* **WORK INSTRUCTIONS**
Look through the lines below for the word "Percent", and copy every line that has it.

* **PROVIDED RECORDS**
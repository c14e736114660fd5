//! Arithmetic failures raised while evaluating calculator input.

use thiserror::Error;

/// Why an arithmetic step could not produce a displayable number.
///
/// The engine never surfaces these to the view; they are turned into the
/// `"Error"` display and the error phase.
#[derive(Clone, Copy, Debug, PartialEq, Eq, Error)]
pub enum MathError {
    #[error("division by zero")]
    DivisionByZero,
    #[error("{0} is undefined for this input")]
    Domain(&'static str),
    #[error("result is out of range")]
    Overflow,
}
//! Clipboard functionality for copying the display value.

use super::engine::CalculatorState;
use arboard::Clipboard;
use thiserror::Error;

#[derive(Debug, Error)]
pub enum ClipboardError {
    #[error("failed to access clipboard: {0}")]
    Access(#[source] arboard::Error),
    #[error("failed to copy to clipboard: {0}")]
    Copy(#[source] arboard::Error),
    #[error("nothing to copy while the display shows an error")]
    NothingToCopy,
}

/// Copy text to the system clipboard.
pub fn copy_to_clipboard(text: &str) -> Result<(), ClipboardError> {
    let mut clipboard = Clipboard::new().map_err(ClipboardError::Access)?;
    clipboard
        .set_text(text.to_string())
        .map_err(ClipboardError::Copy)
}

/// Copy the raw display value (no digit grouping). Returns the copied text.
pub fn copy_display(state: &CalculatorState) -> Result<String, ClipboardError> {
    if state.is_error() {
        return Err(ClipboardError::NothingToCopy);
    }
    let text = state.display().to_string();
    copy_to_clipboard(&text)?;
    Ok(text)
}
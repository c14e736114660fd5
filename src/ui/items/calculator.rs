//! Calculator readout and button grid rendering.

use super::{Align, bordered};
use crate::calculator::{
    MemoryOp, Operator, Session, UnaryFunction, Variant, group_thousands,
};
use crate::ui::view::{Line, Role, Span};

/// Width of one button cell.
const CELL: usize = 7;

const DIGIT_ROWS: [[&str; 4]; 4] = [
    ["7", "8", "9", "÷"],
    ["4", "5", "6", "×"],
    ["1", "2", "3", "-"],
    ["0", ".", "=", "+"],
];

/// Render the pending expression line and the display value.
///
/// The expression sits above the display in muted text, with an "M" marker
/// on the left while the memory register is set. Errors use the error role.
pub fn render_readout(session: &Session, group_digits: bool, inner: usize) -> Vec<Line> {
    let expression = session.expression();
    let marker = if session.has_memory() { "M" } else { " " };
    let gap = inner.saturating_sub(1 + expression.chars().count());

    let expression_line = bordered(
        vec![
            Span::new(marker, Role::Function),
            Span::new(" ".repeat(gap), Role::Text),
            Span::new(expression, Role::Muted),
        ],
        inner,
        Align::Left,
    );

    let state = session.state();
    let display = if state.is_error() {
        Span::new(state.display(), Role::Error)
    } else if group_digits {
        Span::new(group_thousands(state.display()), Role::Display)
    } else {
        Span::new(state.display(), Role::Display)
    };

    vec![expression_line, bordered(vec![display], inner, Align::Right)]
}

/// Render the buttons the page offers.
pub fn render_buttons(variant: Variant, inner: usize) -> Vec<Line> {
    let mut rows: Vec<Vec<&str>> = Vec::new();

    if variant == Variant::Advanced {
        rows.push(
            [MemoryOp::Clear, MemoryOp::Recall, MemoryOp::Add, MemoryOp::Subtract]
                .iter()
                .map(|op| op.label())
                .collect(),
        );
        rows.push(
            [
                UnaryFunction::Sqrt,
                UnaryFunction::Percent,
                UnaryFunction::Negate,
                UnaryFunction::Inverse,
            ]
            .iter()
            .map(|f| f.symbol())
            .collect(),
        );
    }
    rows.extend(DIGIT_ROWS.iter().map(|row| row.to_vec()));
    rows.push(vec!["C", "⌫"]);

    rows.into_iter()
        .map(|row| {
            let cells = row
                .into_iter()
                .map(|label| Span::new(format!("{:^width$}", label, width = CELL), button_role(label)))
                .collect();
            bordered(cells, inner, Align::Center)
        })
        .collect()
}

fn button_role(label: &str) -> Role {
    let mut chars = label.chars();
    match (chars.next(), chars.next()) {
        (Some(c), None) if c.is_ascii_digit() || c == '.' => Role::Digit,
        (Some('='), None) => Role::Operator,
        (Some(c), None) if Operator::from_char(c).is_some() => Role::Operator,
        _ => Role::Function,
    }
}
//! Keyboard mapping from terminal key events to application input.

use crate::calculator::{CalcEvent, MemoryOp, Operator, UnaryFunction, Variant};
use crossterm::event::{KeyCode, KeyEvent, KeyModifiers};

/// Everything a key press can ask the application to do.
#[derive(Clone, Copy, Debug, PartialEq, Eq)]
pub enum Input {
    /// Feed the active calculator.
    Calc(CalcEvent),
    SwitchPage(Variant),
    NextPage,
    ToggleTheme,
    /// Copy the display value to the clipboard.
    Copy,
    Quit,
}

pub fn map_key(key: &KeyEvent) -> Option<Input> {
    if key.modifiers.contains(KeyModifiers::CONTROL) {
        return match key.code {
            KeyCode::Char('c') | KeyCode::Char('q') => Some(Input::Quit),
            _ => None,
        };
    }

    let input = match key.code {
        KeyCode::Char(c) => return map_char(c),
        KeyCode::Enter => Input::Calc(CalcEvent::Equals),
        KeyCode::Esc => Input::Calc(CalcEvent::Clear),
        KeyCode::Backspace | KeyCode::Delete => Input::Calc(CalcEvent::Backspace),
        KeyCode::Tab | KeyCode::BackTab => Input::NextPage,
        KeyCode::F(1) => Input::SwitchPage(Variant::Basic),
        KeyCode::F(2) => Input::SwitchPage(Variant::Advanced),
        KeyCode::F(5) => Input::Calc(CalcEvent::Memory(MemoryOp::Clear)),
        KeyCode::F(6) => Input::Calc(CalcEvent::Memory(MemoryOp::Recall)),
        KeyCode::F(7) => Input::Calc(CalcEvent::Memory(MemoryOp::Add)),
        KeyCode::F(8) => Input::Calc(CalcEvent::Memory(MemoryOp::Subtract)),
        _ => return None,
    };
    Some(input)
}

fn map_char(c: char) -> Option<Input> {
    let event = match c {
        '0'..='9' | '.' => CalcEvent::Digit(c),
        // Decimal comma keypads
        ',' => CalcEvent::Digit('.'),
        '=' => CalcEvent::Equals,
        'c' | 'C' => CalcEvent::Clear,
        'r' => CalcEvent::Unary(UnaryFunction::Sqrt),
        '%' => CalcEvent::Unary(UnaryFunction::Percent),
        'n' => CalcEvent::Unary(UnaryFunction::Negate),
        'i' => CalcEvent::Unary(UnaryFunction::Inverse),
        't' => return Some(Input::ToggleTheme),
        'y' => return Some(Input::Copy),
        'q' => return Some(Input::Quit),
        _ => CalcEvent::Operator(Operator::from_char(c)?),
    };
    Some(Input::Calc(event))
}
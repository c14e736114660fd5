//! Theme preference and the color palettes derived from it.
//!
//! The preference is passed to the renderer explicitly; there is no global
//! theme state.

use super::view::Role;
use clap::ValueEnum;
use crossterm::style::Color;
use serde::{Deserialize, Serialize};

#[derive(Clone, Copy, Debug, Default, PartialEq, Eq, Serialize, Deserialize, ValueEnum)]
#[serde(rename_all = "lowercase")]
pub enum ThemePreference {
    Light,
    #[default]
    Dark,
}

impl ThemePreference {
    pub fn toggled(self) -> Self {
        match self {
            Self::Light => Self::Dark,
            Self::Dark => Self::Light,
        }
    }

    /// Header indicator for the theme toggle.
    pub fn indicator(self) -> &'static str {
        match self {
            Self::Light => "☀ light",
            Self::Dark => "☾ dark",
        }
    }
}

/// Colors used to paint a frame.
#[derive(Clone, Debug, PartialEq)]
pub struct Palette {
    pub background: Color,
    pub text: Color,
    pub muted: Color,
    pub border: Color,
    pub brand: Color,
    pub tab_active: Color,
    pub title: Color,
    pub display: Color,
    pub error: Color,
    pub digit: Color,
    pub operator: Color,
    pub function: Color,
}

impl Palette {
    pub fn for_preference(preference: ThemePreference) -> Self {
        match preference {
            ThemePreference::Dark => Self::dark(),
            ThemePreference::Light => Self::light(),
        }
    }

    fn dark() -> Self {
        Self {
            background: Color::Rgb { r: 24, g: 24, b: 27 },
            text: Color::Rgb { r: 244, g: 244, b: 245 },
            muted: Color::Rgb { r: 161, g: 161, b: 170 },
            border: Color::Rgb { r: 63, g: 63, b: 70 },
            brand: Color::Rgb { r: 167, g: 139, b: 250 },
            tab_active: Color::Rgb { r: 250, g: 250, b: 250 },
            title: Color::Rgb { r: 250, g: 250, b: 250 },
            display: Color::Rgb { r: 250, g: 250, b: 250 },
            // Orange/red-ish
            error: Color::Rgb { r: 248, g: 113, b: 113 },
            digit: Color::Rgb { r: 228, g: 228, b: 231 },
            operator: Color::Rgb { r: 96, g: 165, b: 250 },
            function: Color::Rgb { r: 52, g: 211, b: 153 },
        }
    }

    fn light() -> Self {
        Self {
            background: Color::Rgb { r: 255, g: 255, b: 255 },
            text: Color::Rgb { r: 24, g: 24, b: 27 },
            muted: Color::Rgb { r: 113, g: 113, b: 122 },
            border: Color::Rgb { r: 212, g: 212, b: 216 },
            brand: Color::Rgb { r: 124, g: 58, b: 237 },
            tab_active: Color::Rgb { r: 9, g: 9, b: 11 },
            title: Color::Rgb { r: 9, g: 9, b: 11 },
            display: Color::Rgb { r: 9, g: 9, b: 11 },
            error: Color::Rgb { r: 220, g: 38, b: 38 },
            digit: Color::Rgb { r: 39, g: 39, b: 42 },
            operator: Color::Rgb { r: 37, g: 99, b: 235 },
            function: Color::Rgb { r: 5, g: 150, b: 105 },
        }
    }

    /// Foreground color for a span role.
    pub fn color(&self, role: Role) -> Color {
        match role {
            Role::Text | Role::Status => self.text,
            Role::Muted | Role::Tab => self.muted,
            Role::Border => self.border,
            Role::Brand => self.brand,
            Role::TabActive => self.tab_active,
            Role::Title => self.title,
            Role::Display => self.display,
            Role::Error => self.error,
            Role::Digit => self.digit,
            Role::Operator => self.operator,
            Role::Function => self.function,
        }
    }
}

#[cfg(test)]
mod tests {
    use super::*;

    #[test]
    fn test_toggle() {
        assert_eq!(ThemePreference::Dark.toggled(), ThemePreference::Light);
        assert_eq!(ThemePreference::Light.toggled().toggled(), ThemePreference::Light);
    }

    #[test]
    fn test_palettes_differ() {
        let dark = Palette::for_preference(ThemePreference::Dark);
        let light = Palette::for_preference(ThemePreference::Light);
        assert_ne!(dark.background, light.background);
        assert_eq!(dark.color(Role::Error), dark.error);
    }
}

* **WRITTEN SOLUTION**
                UnaryFunction::Percent,
        '%' => CalcEvent::Unary(UnaryFunction::Percent),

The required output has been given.